Porém, depois de respostas dolorosas, de saber que o povo ainda não havia compreendido os sinais, Jesus precisa saber dos seus amigos, o que eles acham. Eles que tem comido, dormido, viajado, aprendido, discutido, partilhado de uma vida comum, poderiam pelo menos saber que Ele realmente era.
Então, penso eu, na esperança de uma resposta que fosse verídica, Jesus lança a pergunta aos seus amigos: “E vós quem dizeis que eu sou?”.
Neste momento, Pedro, o mais impulsivo, quase que sem pensar, mas crendo no que seus olhos viam, e seu coração contemplava, declarou, como um grande consolo ao coração de Jesus: “Tu és o Cristo, o Filho de Deus vivo!”.
Eu imagino o quanto esta resposta deve ter soado doce no coração de Jesus, como um afago profundo em dor, como aconchego caloroso em noite de frio. Ao final de um dia repleto de solidão e sentimentos de insatisfação surge o consolo vindo daqueles que são seus amigos, e enfim, realmente O conhecem. Jesus deve ter se sentido amado na resposta vinda de Pedro, mas que representa todos os seus amigos.
Que bom, aqueles que convivem com Jesus sabem que Ele é filho do Deus vivo! Embora com suas falhas, Eles o reconhecem como Deus.
É bonito ver que no reconhecimento do outro, fruto da convivência a fé se constrói. Após a declaração de Pedro, Jesus profere uma declaração de fé e profere sobre Pedro sua missão de cuidar da fé.

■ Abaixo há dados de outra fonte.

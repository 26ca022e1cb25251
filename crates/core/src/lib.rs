pub mod config;
pub mod dataset;
pub mod directory;
pub mod intent;
pub mod models;
pub mod resolver;

pub use config::{AssistantConfig, ConfigError};
pub use directory::{DirectoryConfig, DirectoryIndex};
pub use intent::{is_similar, normalize_text, tokenize};
pub use models::*;
pub use resolver::IntentResolver;
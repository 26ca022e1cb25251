use serde::{Deserialize, Serialize};

use crate::intent::is_similar;
use crate::models::{Category, ContactEntry, DirectoryRecord};

#[derive(Debug, Clone, Default, PartialEq, Eq, Serialize, Deserialize)]
pub struct DirectoryConfig {
    #[serde(default)]
    pub office: Vec<ContactEntry>,
    #[serde(default)]
    pub faculty: Vec<ContactEntry>,
    #[serde(default, alias = "gymkhana")]
    pub student_body: Vec<ContactEntry>,
}

impl DirectoryConfig {
    pub fn entries(&self, category: Category) -> &[ContactEntry] {
        match category {
            Category::Office => &self.office,
            Category::Faculty => &self.faculty,
            Category::StudentBody => &self.student_body,
        }
    }
}

/// Office, faculty and student-body records flattened in that order. The
/// order is the tie-break for directory matches, so lookups are linear scans.
#[derive(Debug, Clone, Default)]
pub struct DirectoryIndex {
    records: Vec<DirectoryRecord>,
}

impl DirectoryIndex {
    pub fn from_config(config: &DirectoryConfig) -> Self {
        let records = Category::ALL
            .iter()
            .flat_map(|category| {
                config
                    .entries(*category)
                    .iter()
                    .map(move |entry| DirectoryRecord {
                        name: entry.name.clone(),
                        role: entry.role.clone(),
                        contact: entry.contact.clone(),
                        category: *category,
                    })
            })
            .collect();

        Self { records }
    }

    pub fn records(&self) -> &[DirectoryRecord] {
        &self.records
    }

    pub fn len(&self) -> usize {
        self.records.len()
    }

    pub fn is_empty(&self) -> bool {
        self.records.is_empty()
    }

    pub fn by_category(&self, category: Category) -> impl Iterator<Item = &DirectoryRecord> {
        self.records
            .iter()
            .filter(move |record| record.category == category)
    }

    /// Contacts-screen filter: plain case-folded substring on name or role,
    /// no minimum length. An empty query keeps the whole category.
    pub fn filter(&self, category: Category, query: &str) -> Vec<&DirectoryRecord> {
        let query = query.trim().to_lowercase();

        self.by_category(category)
            .filter(|record| {
                query.is_empty()
                    || record.name.to_lowercase().contains(&query)
                    || record.role.to_lowercase().contains(&query)
            })
            .collect()
    }

    /// First record, in scan order, whose name or role contains any token.
    pub fn first_match(&self, tokens: &[String]) -> Option<(&DirectoryRecord, String)> {
        self.records.iter().find_map(|record| {
            tokens
                .iter()
                .find(|token| is_similar(token, &record.name) || is_similar(token, &record.role))
                .map(|token| (record, token.clone()))
        })
    }
}
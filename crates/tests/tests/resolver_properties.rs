use campus_core::dataset::ANTI_RAGGING_HELPLINE;
use campus_core::{
    is_similar, AssistantConfig, ContactEntry, DirectoryConfig, IntentResolver, IntentRule,
    MatchOutcome, Tier,
};

fn campus() -> IntentResolver {
    IntentResolver::new(AssistantConfig::campus_default()).expect("bundled config is valid")
}

fn synthetic(rules: Vec<IntentRule>, directory: DirectoryConfig) -> IntentResolver {
    IntentResolver::new(AssistantConfig {
        rules,
        directory,
        ..AssistantConfig::campus_default()
    })
    .expect("synthetic config is valid")
}

#[test]
fn identical_input_gives_identical_output() {
    let resolver = campus();
    for input in [
        "what's in the mess today",
        "dalia",
        "hello",
        "hello there",
        "",
        "  Ragging  HELP ",
    ] {
        assert_eq!(resolver.classify(input), resolver.classify(input));
        assert_eq!(resolver.resolve(input), resolver.resolve(input));
    }
}

#[test]
fn mess_question_never_routes_to_directory() {
    let resolver = campus();
    let outcome = resolver.classify("what's in the mess today");
    assert_eq!(outcome.tier(), Tier::Keyword);
    assert_eq!(
        resolver.render(&outcome),
        "🍴 You can check the **Mess Menu** section for today's breakfast, lunch, and dinner!"
    );
}

#[test]
fn keyword_rule_wins_over_matching_directory_role() {
    // "professor" is a faculty role, "food" is a mess trigger.
    let resolver = campus();
    let outcome = resolver.classify("professor food");
    assert!(matches!(
        outcome,
        MatchOutcome::KeywordMatch { rule, .. } if rule.id == "mess_menu"
    ));
}

#[test]
fn three_character_floor_on_match_predicate() {
    assert!(!is_similar("hi", "this is hi"));
    assert!(is_similar("him", "this is him"));
}

#[test]
fn two_letter_token_is_ignored() {
    let resolver = campus();
    assert_eq!(resolver.classify("hi iiit").tier(), Tier::Directory);
    assert_eq!(resolver.classify("is me").tier(), Tier::Fallback);
}

#[test]
fn directory_first_match_follows_concatenation_order() {
    let resolver = synthetic(
        Vec::new(),
        DirectoryConfig {
            office: Vec::new(),
            faculty: vec![ContactEntry::new("Dr. Uma Das", "Assistant Professor", "uma@x")],
            student_body: vec![ContactEntry::new("Das", "Treasurer", "das@x")],
        },
    );

    match resolver.classify("das") {
        MatchOutcome::DirectoryMatch { record, .. } => assert_eq!(record.contact, "uma@x"),
        other => panic!("expected directory match, got {other:?}"),
    }

    let resolver = synthetic(
        Vec::new(),
        DirectoryConfig {
            office: vec![ContactEntry::new("Zed Das Office", "Front Desk", "desk@x")],
            faculty: vec![ContactEntry::new("Dr. Abe Das", "Professor", "abe@x")],
            student_body: Vec::new(),
        },
    );
    assert!(resolver.resolve("das").contains("desk@x"));
}

#[test]
fn bundled_directory_resolves_first_das() {
    let reply = campus().resolve("das");
    assert_eq!(
        reply,
        "I think you're asking about **Dr. Dalia Nandi (Das)** (Associate Professor). Contact: **dalia@iiitkalyani.ac.in**"
    );
}

#[test]
fn greeting_is_exact_match_only() {
    let resolver = campus();
    assert_eq!(
        resolver.resolve("hello"),
        "Hello! How can I help you with campus information today?"
    );
    assert_eq!(resolver.classify("HI").tier(), Tier::Greeting);
    assert_eq!(resolver.classify("hello there").tier(), Tier::Fallback);
    assert_eq!(resolver.classify("hi there").tier(), Tier::Fallback);
}

#[test]
fn empty_and_unknown_input_fall_back() {
    let resolver = campus();
    let expected = "I'm not quite sure about that. Try asking about 'mess', 'ragging', or a specific teacher's name.";
    assert_eq!(resolver.resolve(""), expected);
    assert_eq!(resolver.resolve("xyz123"), expected);
}

#[test]
fn helpline_is_returned_for_safety_keywords() {
    let resolver = campus();
    for input in ["ragging", "I need help", "anti squad"] {
        assert!(resolver.resolve(input).contains(ANTI_RAGGING_HELPLINE), "{input}");
    }
}

#[test]
fn rule_precedence_follows_table_order() {
    let food = IntentRule::new("food", &["canteen"], "food reply");
    let safety = IntentRule::new("safety", &["warden"], "safety reply");
    let utterance = "warden at the canteen";

    let food_first = synthetic(vec![food.clone(), safety.clone()], DirectoryConfig::default());
    assert_eq!(food_first.resolve(utterance), "food reply");

    let safety_first = synthetic(vec![safety, food], DirectoryConfig::default());
    assert_eq!(safety_first.resolve(utterance), "safety reply");
}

É na vida comum que são revelados os corações e a vontade de Deus vai sendo construída. Na intimidade de um diálogo, na resposta a uma pergunta, no cuidado de um gesto de carinho, em um abraço na hora certa, um sorriso na chegada. Tudo isso vai compondo o bonito de viver juntos, e vai declarando que Deus se faz. Não são grandes coisas, mas as pequenas juntas que se tornam grandes. Jesus foi consolado pela declaração de Pedro e foi nesta hora que Pedro foi declarado chefe da Igreja que ainda iria se estruturar. Um ato comunitário de profissão de fé, e envio de missão, diante de todos os amigos juntos.